In that light, Blatter’s statement – and a hint that new rules might be proposed by the end of this year – could be seen as an effort to calm fans’ nerves and to let soccer’s governing body move on. Skeptics note that Blatter has long stodd against including technology in FIFA matches.

After all, this is the same organization that, after a disallowed Tottenham goal against Manchester United in 2005, had this to say: "FIFA is strongly against the use of video evidence to decide the referees' decisions.”

And despite his concerns for the sport’s integrity, Blatter seemed to have less regret about the mistakes than the fact that they’d been so widely noticed. Addressing the media Tuesday, he said, “I deplore it when you see evident referee mistakes.”

Trying to win over what honestly at this point seems like the rest of the world to his viewpoint, Blatter said, “Still, it’s not the end of the competition, it’s not the end of football. With the denial of the use of technology, we have to accept mistakes.”

Blatter said that “it would be a nonsense to not reopen the file of technology at the business meeting of the International FA Board in July.”

The federation has already used technology to track the ball, in junior competitions and at a Club World Cup in Japan. In each case, the trial was limited to the goal area. In the Japan trial, Adidas implanted a microchip in the ball, which was then triggered sensors buried near the goal line. After passing into the goal, a message confirming a score was sent to the referee’s watch.

After that trial competition, Gunter Pfau of ball-maker Adidas said, “We are very satisfied. No ball was damaged.

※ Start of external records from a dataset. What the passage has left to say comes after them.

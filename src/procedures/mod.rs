//! 测试流程目录
//!
//! 部件配置的 `[procedure] commissioning` 指定使用哪个流程，未指定时使用 `guitest`。

pub mod gui_test;

use crate::services::domain::equipment_registry::EquipmentRegistry;
use crate::services::domain::procedure::Procedure;
use crate::services::infrastructure::event_bridge::EventBridge;
use crate::utils::config::{PartConfig, StationSettings};
use crate::utils::error::{AppError, AppResult};
use log::info;

pub const DEFAULT_PROCEDURE: &str = gui_test::NAME;

/// 所有可用的流程名
pub fn available_procedures() -> &'static [&'static str] {
    &[gui_test::NAME, gui_test::SELF_TEST_NAME]
}

/// 按部件配置创建测试流程
pub fn create_procedure(
    part_config: PartConfig,
    bridge: EventBridge,
    equipment: EquipmentRegistry,
    settings: &StationSettings,
) -> AppResult<Procedure> {
    let name = part_config
        .procedure
        .clone()
        .unwrap_or_else(|| DEFAULT_PROCEDURE.to_string());

    let builder = match name.as_str() {
        gui_test::NAME => gui_test::builder(part_config, bridge),
        gui_test::SELF_TEST_NAME => gui_test::self_test_builder(part_config, bridge),
        other => {
            return Err(AppError::not_found_error(
                "Procedure",
                format!("未知的测试流程: {} (可用: {})", other, available_procedures().join(", ")),
            ))
        }
    };

    info!("[Procedure] 选择测试流程: {}", name);
    builder.station(settings).equipment(equipment).build()
}

#[cfg(test)]
mod tests {
    use super::*;

    fn part(procedure: Option<&str>) -> PartConfig {
        let part = PartConfig::new("demo").with_var("partnum", "PN-7");
        match procedure {
            Some(p) => part.with_procedure(p),
            None => part,
        }
    }

    #[test]
    fn test_default_procedure_is_gui_test() {
        let (bridge, _rx) = EventBridge::new();
        let procedure =
            create_procedure(part(None), bridge, EquipmentRegistry::new(), &StationSettings::default()).unwrap();
        assert_eq!(procedure.title(), gui_test::TITLE);
        let ids: Vec<_> = procedure.get_tests().into_iter().map(|t| t.id).collect();
        assert_eq!(ids, vec!["passtest", "user"]);
    }

    #[test]
    fn test_self_test_selected_by_part_config() {
        let (bridge, _rx) = EventBridge::new();
        let procedure = create_procedure(
            part(Some("selftest")),
            bridge,
            EquipmentRegistry::new(),
            &StationSettings::default(),
        )
        .unwrap();
        assert_eq!(procedure.title(), gui_test::SELF_TEST_TITLE);
        assert_eq!(procedure.get_tests().len(), 4);
    }

    #[test]
    fn test_unknown_procedure_is_rejected() {
        let (bridge, _rx) = EventBridge::new();
        let err = create_procedure(
            part(Some("nope")),
            bridge,
            EquipmentRegistry::new(),
            &StationSettings::default(),
        )
        .err().unwrap();
        assert_eq!(err.error_code(), "NOT_FOUND_ERROR");
    }

    #[test]
    fn test_display_names() {
        assert_eq!(gui_test::display_name("guitest").unwrap().en, "GUI Test 1.0");
        assert!(gui_test::display_name("other").is_none());
    }
}
/// 生产测试站 - 测试流程执行引擎核心库
pub mod models;
pub mod utils;
pub mod logging;
pub mod services;
pub mod procedures;
pub mod interfaces;
pub mod station;

// 重新导出常用类型，方便使用
pub use models::*;
pub use utils::{AppError, AppResult, AppConfig, EquipmentFailure, PartConfig};
pub use services::*;
pub use station::{run, StationOptions};
/// 领域服务层模块
/// 包含测试站的核心业务逻辑

/// 测试流程编排 - 顺序启动测试、汇总结论、管理作业日志
pub mod procedure;

/// 测试任务 - 单个测试步骤的执行与状态机
pub mod test_task;

/// 标准测试步骤 - 夹具检验、引擎自检步骤、人工判定
pub mod standard_test_steps;

/// 设备注册表 - 按顺序连接/断开测试设备
pub mod equipment_registry;

// 重新导出常用类型
pub use procedure::{Procedure, ProcedureBuilder, StepFactory, PASS_SUMMARY, FAIL_SUMMARY, MANUAL_FAILURE};
pub use test_task::{ITestStep, StepContext, StepVerdict, TaskKind, TestTask};
pub use standard_test_steps::{
    Verify, PassTest, FailTest, FailContinueTest, UserTest, ScanUnitIdTest,
};
pub use equipment_registry::EquipmentRegistry;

All the systems have worked."

"We're not trying to change history," Pfau said in 2007. "This technology is for more transparency and to support the referee in making more accurate decisions."

Still, I can just imagine the paranoia and conspiracy theories that might come along with a new system. If you want a good overview of the technology, BBC tech reporter Daniel Emery has a nice writeup of the options out there, from radio-frequency chips to a camera setup like Wimbledon’s Hawk-Eye system.